Crosby's troubling delivery has led to continual control problems throughout his career and may have even contributed to his regular bouts with elbow injuries. Crosby has yet to develop an ability to throw consistent strikes and has almost no projection for command.

With all those negatives, it can be easy to overlook what the positives that Crosby brings to the table. After dialing back his approach a bit, Crosby's fastball now sits consistently in the 91-93 mph range and regularly reaches 94-95 mph during his starts. He has good life on the fastball and pitches with a steep downward trajectory. Crosby has run his fastball up to 98 mph in the past but he has learned to save those bullets for situations where they are required, rather than just airing it out all the time.

Crosby's curveball can flash as one of the better breaking pitches in the Tigers system. When his delivery is in sync, his curveball shows tight spin and good depth, working as an above-average pitch that he can bury in the dirt as a chase pitch. Because of his mechanical inconsistencies, Crosby's breaking ball is very hit or miss.

Crosby has yet to show feel for a changeup, despite tinkering with different grips and working hard at developing the pitch. His current version of a changeup is often too firm and almost always below average.

Crosby's size and primary two pitches hint at a pitcher capable of pitching in the third or fourth spot in a big league rotation. Unfortunately, his delivery has not progressed to the point that such a projection is reasonable. I have become increasingly convinced that Crosby would benefit from a move to the bullpen where he can ramp up the velocity on both the fastball and curveball in short bursts.



































Health Record
Crosby has been brittle throughout his career. After a major knee injury playing football in high school, he went under the knife almost immediately after signing with the Tigers; requiring Tommy John surgery to repair a torn ligament in his left elbow. After appearing healthy in 2009, Crosby was back on the shelf with elbow trouble in 2010. He has logged more innings the last two years with only minimal soreness, hinting that his arm problems may be behind him.
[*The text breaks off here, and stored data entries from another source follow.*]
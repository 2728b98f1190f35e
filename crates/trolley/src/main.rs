// SPDX-License-Identifier: MIT OR Apache-2.0

mod config;
mod output;

use std::path::{Path, PathBuf};

use clap::{Args, Parser, Subcommand};
use libtrolley::{
    ConnectionArgs, LinkTarget, MemoryBackend, MutationOutcome, RequestContext, Session,
    Verbosity,
};
use serde::Serialize;

use crate::config::CliConfig;
use crate::output::{JsonOutput, Listing, ansi, print_connection, print_rows};

mod exit_codes {
    pub const SUCCESS: i32 = 0;
    pub const PARTIAL_FAILURE: i32 = 1;
    pub const FATAL_ERROR: i32 = 2;
}

#[derive(Parser)]
#[command(name = "trolley")]
#[command(about = "query and edit grocery shopping lists against a data snapshot")]
#[command(version)]
struct Cli {
    #[command(subcommand)]
    command: Option<Commands>,

    /// snapshot file of the data service
    #[arg(long, global = true)]
    snapshot: Option<PathBuf>,

    /// user the request runs as
    #[arg(short, long, global = true)]
    user: Option<String>,

    /// session token forwarded to the data service
    #[arg(long, global = true)]
    token: Option<String>,

    /// enable verbose output
    #[arg(short, long, global = true)]
    verbose: bool,

    /// output results as json
    #[arg(long, global = true)]
    json: bool,

    /// open configuration file in editor
    #[arg(long)]
    edit_config: bool,
}

#[derive(Args, Clone, Default)]
struct PageArgs {
    /// page forward, this many rows
    #[arg(long)]
    first: Option<usize>,

    /// cursor to page forward from
    #[arg(long)]
    after: Option<String>,

    /// page backward, this many rows
    #[arg(long)]
    last: Option<usize>,

    /// cursor to page backward from
    #[arg(long)]
    before: Option<String>,

    /// words the name must contain
    #[arg(long)]
    name: Option<String>,

    /// words the description must contain
    #[arg(long)]
    description: Option<String>,

    /// sort option, e.g. PriceAscending or NameDescending
    #[arg(long)]
    sort: Option<String>,
}

impl PageArgs {
    fn to_connection_args(&self) -> ConnectionArgs {
        ConnectionArgs {
            first: self.first,
            after: self.after.clone(),
            last: self.last,
            before: self.before.clone(),
            name: self.name.clone(),
            description: self.description.clone(),
            sort_option: self.sort.clone(),
            ..Default::default()
        }
    }
}

#[derive(Subcommand)]
enum Commands {
    /// show the consolidated shopping list
    ShoppingList(PageArgs),
    /// list current specials
    Specials {
        #[command(flatten)]
        page: PageArgs,

        /// only specials carrying this tag id
        #[arg(long = "tag")]
        tags: Vec<String>,

        /// only specials from this store id
        #[arg(long = "store")]
        stores: Vec<String>,

        /// only specials carrying the tag with this key
        #[arg(long = "tag-key")]
        tag_keys: Vec<String>,

        /// only specials from the store with this key
        #[arg(long = "store-key")]
        store_keys: Vec<String>,
    },
    /// list stores
    Stores(PageArgs),
    /// list tags shown to users
    Tags(PageArgs),
    /// list the user's staple shopping lists
    StapleLists(PageArgs),
    /// list the user's staple items
    StapleItems {
        #[command(flatten)]
        page: PageArgs,

        /// only items carrying the tag with this key
        #[arg(long = "tag-key")]
        tag_keys: Vec<String>,

        /// only popular items
        #[arg(long)]
        popular: bool,
    },
    /// add a special to the shopping list
    AddSpecial { special_id: String },
    /// add a staple shopping list to the shopping list
    AddStaple { staple_shopping_list_id: String },
    /// add a staple list by name, creating it when needed
    AddStapleByName { name: String },
    /// add several specials and staple lists at once
    AddItems {
        /// special ids to add
        #[arg(long = "special")]
        specials: Vec<String>,

        /// staple shopping list ids to add
        #[arg(long = "staple")]
        staples: Vec<String>,
    },
    /// remove a special from the shopping list
    RemoveSpecial {
        special_id: String,

        /// remove every entry instead of one
        #[arg(long)]
        all: bool,
    },
    /// remove a staple shopping list from the shopping list
    RemoveStaple {
        staple_shopping_list_id: String,

        /// remove every entry instead of one
        #[arg(long)]
        all: bool,
    },
    /// remove the entries behind the given shopping-list link ids
    RemoveItems {
        #[arg(required = true)]
        shopping_list_ids: Vec<String>,
    },
}

fn init_logging(verbose: bool) {
    let default_level = if verbose { "debug" } else { "warn" };
    let filters = std::env::var("RUST_LOG").unwrap_or_else(|_| default_level.to_string());
    pretty_env_logger::formatted_builder()
        .parse_filters(&filters)
        .init();
}

fn main() {
    let cli = Cli::parse();
    init_logging(cli.verbose);

    if cli.edit_config {
        if let Err(e) = CliConfig::edit_config() {
            output_error(&cli, &e.to_string());
            std::process::exit(exit_codes::FATAL_ERROR);
        }
        return;
    }

    let config = match CliConfig::load() {
        Ok(c) => c,
        Err(e) => {
            output_error(&cli, &format!("failed to load config: {e}"));
            std::process::exit(exit_codes::FATAL_ERROR);
        }
    };

    match run(&cli, &config) {
        Ok(code) => std::process::exit(code),
        Err(e) => {
            output_error(&cli, &e.to_string());
            std::process::exit(exit_codes::FATAL_ERROR);
        }
    }
}

fn wants_json(cli: &Cli) -> bool {
    cli.json || !atty::is(atty::Stream::Stdout)
}

fn output_error(cli: &Cli, msg: &str) {
    if wants_json(cli) {
        let output: JsonOutput<()> = JsonOutput::err(msg);
        match serde_json::to_string(&output) {
            Ok(json) => println!("{json}"),
            Err(_) => eprintln!("error: {msg}"),
        }
    } else {
        eprintln!("{} {msg}", ansi::bold("error:"));
    }
}

fn run(cli: &Cli, config: &CliConfig) -> libtrolley::Result<i32> {
    let snapshot_path = cli
        .snapshot
        .clone()
        .or_else(|| config.snapshot.clone())
        .ok_or_else(|| {
            libtrolley::Error::config("no snapshot given; pass --snapshot or set it in trolley.toml")
        })?;
    let user_id = cli
        .user
        .clone()
        .or_else(|| config.user.clone())
        .ok_or_else(|| {
            libtrolley::Error::config("no user given; pass --user or set it in trolley.toml")
        })?;

    let verbosity = if cli.verbose {
        Verbosity::Verbose
    } else {
        config.verbosity
    };

    let backend = MemoryBackend::load(&snapshot_path)?;
    let mut session = Session::new(user_id.clone());
    if let Some(token) = cli.token.clone().or_else(|| config.token.clone()) {
        session = session.with_token(token);
    }
    let ctx = RequestContext::new(session, backend.services(), config.inner.clone());
    let user = user_id.as_str();

    let default_command = Commands::ShoppingList(PageArgs::default());
    match cli.command.as_ref().unwrap_or(&default_command) {
        Commands::ShoppingList(page) => {
            let connection = libtrolley::get_shopping_list(&ctx, user, &page.to_connection_args())?;
            show(cli, &connection, verbosity)
        }
        Commands::Specials {
            page,
            tags,
            stores,
            tag_keys,
            store_keys,
        } => {
            let mut args = page.to_connection_args();
            args.tags = (!tags.is_empty()).then(|| tags.clone());
            args.stores = (!stores.is_empty()).then(|| stores.clone());
            args.tag_keys = (!tag_keys.is_empty()).then(|| tag_keys.clone());
            args.store_keys = (!store_keys.is_empty()).then(|| store_keys.clone());
            show(cli, &libtrolley::get_specials(&ctx, &args)?, verbosity)
        }
        Commands::Stores(page) => show(
            cli,
            &libtrolley::get_stores(&ctx, &page.to_connection_args())?,
            verbosity,
        ),
        Commands::Tags(page) => show(
            cli,
            &libtrolley::get_tags(&ctx, &page.to_connection_args())?,
            verbosity,
        ),
        Commands::StapleLists(page) => show(
            cli,
            &libtrolley::get_staple_shopping_list(&ctx, user, &page.to_connection_args())?,
            verbosity,
        ),
        Commands::StapleItems {
            page,
            tag_keys,
            popular,
        } => {
            let mut args = page.to_connection_args();
            args.tag_keys = (!tag_keys.is_empty()).then(|| tag_keys.clone());
            args.popular = popular.then_some(true);
            show(cli, &libtrolley::get_staple_item(&ctx, user, &args)?, verbosity)
        }
        Commands::AddSpecial { special_id } => {
            let outcome = libtrolley::add_special_item_to_user_shopping_list(&ctx, user, special_id);
            settle(cli, &backend, &snapshot_path, outcome, verbosity)
        }
        Commands::AddStaple {
            staple_shopping_list_id,
        } => {
            let outcome = libtrolley::add_staple_shopping_list_item_to_user_shopping_list(
                &ctx,
                user,
                staple_shopping_list_id,
            );
            settle(cli, &backend, &snapshot_path, outcome, verbosity)
        }
        Commands::AddStapleByName { name } => {
            let outcome =
                libtrolley::add_new_staple_shopping_list_to_shopping_list(&ctx, user, name);
            settle(cli, &backend, &snapshot_path, outcome, verbosity)
        }
        Commands::AddItems { specials, staples } => {
            let targets: Vec<LinkTarget> = specials
                .iter()
                .map(LinkTarget::price)
                .chain(staples.iter().map(LinkTarget::staple_shopping_list))
                .collect();
            let outcome = libtrolley::add_items_to_shopping_list(&ctx, user, &targets);
            settle_rows(cli, &backend, &snapshot_path, outcome, verbosity)
        }
        Commands::RemoveSpecial { special_id, all } => {
            if *all {
                let outcome =
                    libtrolley::remove_special_items_from_user_shopping_list(&ctx, user, special_id);
                settle_all(cli, &backend, &snapshot_path, outcome, verbosity)
            } else {
                let outcome =
                    libtrolley::remove_special_item_from_user_shopping_list(&ctx, user, special_id);
                settle(cli, &backend, &snapshot_path, outcome, verbosity)
            }
        }
        Commands::RemoveStaple {
            staple_shopping_list_id,
            all,
        } => {
            if *all {
                let outcome = libtrolley::remove_staple_shopping_list_items_from_user_shopping_list(
                    &ctx,
                    user,
                    staple_shopping_list_id,
                );
                settle_all(cli, &backend, &snapshot_path, outcome, verbosity)
            } else {
                let outcome = libtrolley::remove_staple_shopping_list_item_from_user_shopping_list(
                    &ctx,
                    user,
                    staple_shopping_list_id,
                );
                settle(cli, &backend, &snapshot_path, outcome, verbosity)
            }
        }
        Commands::RemoveItems { shopping_list_ids } => {
            let outcome =
                libtrolley::remove_items_from_shopping_list(&ctx, user, shopping_list_ids);
            settle_rows(cli, &backend, &snapshot_path, outcome, verbosity)
        }
    }
}

fn show<T: Listing + Serialize>(
    cli: &Cli,
    connection: &libtrolley::Connection<T>,
    verbosity: Verbosity,
) -> libtrolley::Result<i32> {
    if wants_json(cli) {
        let output = JsonOutput::ok(connection);
        println!("{}", serde_json::to_string_pretty(&output)?);
    } else {
        print_connection(connection, verbosity);
    }
    Ok(exit_codes::SUCCESS)
}

/// persists a successful mutation; a soft failure leaves the snapshot untouched.
fn persist<T>(
    cli: &Cli,
    backend: &MemoryBackend,
    path: &Path,
    outcome: &MutationOutcome<T>,
) -> libtrolley::Result<Option<i32>> {
    if let Some(message) = &outcome.error_message {
        if wants_json(cli) {
            let output: JsonOutput<()> = JsonOutput::err(message.as_str());
            println!("{}", serde_json::to_string_pretty(&output)?);
        } else {
            eprintln!("{} {message}", ansi::bold("error:"));
        }
        return Ok(Some(exit_codes::PARTIAL_FAILURE));
    }

    backend.save(path)?;
    log::debug!("**cli:** saved snapshot to {}", path.display());
    Ok(None)
}

fn settle<T: Listing + Serialize>(
    cli: &Cli,
    backend: &MemoryBackend,
    path: &Path,
    outcome: MutationOutcome<T>,
    verbosity: Verbosity,
) -> libtrolley::Result<i32> {
    if let Some(code) = persist(cli, backend, path, &outcome)? {
        return Ok(code);
    }

    if wants_json(cli) {
        println!("{}", serde_json::to_string_pretty(&JsonOutput::ok(&outcome))?);
    } else if verbosity != Verbosity::Quiet {
        match &outcome.item {
            Some(item) => println!(
                "{} {}  {}",
                ansi::bold("done:"),
                item.title(),
                item.detail(verbosity)
            ),
            None => println!("{} shopping list updated", ansi::bold("done:")),
        }
    }
    Ok(exit_codes::SUCCESS)
}

fn settle_all(
    cli: &Cli,
    backend: &MemoryBackend,
    path: &Path,
    outcome: MutationOutcome<()>,
    verbosity: Verbosity,
) -> libtrolley::Result<i32> {
    if let Some(code) = persist(cli, backend, path, &outcome)? {
        return Ok(code);
    }

    if wants_json(cli) {
        println!("{}", serde_json::to_string_pretty(&JsonOutput::ok(&outcome))?);
    } else if verbosity != Verbosity::Quiet {
        println!("{} shopping list updated", ansi::bold("done:"));
    }
    Ok(exit_codes::SUCCESS)
}

fn settle_rows(
    cli: &Cli,
    backend: &MemoryBackend,
    path: &Path,
    outcome: MutationOutcome<Vec<libtrolley::ConsolidatedRow>>,
    verbosity: Verbosity,
) -> libtrolley::Result<i32> {
    if let Some(code) = persist(cli, backend, path, &outcome)? {
        return Ok(code);
    }

    if wants_json(cli) {
        println!("{}", serde_json::to_string_pretty(&JsonOutput::ok(&outcome))?);
    } else if let Some(rows) = &outcome.item {
        print_rows(rows, verbosity);
    }
    Ok(exit_codes::SUCCESS)
}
While some members of the organization hold out hope for Crosby's future in the rotation, most scouts outside the organization have resigned to the fact that he is destined for the bullpen long term. With a messy delivery that has some effort and a history of injuries, Crosby may find more consistent success in short stints where he doesn't have to worry about dialing things back to conserve energy over multiple innings. In a relief role, Crosby could profile as a dominating lefty setup man.